The input -
····················

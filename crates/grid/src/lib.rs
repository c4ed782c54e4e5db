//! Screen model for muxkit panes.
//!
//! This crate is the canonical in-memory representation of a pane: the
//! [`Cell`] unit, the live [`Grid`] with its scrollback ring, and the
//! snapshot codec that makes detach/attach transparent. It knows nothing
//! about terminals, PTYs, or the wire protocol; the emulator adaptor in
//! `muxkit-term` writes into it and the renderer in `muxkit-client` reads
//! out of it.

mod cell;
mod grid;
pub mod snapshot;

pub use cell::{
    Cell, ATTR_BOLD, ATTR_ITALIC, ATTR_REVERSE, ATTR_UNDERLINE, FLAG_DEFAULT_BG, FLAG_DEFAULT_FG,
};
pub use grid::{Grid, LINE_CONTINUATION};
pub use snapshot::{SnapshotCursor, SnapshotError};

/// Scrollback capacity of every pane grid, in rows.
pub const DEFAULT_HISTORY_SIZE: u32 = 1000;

····················

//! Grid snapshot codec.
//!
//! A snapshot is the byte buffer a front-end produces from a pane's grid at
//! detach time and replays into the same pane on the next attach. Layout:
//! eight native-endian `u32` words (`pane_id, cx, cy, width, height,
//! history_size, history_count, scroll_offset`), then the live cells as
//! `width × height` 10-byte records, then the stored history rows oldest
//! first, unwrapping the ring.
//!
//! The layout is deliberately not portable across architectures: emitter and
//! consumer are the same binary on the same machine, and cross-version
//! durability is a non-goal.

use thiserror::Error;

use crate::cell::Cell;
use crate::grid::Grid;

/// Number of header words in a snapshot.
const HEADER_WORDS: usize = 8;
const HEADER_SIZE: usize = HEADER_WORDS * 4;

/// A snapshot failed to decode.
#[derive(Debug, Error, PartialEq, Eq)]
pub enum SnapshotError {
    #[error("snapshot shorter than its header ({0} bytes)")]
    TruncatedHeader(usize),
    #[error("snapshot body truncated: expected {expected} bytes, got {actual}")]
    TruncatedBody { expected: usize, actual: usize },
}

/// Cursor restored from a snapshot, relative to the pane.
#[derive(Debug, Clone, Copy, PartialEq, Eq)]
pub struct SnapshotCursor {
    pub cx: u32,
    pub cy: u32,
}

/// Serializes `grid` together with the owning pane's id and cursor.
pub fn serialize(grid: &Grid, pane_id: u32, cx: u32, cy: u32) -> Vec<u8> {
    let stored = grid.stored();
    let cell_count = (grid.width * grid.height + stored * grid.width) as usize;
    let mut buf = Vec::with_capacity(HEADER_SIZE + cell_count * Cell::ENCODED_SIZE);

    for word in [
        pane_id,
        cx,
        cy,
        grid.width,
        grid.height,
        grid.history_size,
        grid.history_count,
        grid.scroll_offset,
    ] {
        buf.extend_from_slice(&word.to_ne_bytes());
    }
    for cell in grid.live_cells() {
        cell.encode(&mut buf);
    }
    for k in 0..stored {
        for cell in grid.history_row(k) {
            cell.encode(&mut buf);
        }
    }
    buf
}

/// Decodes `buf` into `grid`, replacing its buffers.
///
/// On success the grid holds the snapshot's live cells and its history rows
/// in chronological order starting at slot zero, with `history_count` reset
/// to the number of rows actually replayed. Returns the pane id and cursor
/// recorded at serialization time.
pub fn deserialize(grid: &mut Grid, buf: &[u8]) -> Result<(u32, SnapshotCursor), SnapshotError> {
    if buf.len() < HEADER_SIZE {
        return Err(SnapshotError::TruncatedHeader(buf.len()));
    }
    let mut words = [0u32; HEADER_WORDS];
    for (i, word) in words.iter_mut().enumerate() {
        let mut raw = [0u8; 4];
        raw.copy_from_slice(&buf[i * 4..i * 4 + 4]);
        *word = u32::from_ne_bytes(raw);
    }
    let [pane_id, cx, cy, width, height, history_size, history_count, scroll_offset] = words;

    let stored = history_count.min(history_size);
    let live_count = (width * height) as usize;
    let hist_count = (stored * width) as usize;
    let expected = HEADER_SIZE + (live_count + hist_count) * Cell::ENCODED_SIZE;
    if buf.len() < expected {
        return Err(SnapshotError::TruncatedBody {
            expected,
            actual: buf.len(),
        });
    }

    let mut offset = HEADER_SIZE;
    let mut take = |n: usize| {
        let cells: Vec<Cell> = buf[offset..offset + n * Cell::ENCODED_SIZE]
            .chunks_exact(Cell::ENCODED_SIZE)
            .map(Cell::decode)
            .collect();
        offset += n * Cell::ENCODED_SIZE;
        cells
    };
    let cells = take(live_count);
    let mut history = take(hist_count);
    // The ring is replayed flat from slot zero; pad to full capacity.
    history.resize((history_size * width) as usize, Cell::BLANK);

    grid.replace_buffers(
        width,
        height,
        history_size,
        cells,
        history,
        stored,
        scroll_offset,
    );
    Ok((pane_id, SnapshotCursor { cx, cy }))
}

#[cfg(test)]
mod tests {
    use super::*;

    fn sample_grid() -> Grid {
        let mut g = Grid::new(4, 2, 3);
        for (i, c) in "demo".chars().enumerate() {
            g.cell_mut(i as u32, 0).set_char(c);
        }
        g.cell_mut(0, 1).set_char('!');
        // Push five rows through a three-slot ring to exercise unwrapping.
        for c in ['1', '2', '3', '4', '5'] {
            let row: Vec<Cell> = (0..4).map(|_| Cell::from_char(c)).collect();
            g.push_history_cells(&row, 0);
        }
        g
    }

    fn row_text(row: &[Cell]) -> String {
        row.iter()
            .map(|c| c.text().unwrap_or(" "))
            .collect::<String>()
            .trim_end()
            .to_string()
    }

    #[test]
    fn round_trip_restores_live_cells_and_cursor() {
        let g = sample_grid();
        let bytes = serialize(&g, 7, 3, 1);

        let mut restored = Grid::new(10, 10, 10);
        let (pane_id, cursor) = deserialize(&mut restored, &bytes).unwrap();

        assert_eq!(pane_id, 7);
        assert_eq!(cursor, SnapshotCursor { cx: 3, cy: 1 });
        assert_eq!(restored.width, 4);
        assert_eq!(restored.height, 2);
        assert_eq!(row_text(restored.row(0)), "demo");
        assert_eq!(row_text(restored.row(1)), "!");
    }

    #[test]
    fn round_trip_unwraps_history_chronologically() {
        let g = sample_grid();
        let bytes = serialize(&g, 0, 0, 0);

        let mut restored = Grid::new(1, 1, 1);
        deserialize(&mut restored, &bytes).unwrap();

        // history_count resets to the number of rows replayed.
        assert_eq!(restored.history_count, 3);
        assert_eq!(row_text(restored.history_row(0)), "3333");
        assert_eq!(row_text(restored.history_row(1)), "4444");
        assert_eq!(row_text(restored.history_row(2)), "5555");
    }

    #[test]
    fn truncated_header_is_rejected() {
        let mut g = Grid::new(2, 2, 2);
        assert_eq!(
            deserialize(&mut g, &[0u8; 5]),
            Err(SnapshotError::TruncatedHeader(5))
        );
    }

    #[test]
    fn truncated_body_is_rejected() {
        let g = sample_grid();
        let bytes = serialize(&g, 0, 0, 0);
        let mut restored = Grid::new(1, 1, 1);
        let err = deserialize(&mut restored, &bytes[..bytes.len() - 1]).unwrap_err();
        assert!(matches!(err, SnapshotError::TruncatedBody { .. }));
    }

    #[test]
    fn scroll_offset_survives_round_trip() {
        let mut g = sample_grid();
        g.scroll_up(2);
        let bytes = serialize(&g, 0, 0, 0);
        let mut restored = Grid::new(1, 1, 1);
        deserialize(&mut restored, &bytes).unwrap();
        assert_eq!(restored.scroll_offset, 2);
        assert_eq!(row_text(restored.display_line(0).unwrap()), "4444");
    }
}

····················

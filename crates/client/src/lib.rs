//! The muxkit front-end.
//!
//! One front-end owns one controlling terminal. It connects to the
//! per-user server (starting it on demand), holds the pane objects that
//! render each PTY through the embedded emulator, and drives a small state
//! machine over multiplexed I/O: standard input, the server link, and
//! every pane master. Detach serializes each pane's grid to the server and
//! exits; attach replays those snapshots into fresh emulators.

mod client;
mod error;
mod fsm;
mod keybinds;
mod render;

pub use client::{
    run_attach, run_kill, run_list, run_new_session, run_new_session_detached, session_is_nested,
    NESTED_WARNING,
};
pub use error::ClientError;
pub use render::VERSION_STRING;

····················

Required work - Report only how many lines of the listing hold the word "enumerate".

Solution - 2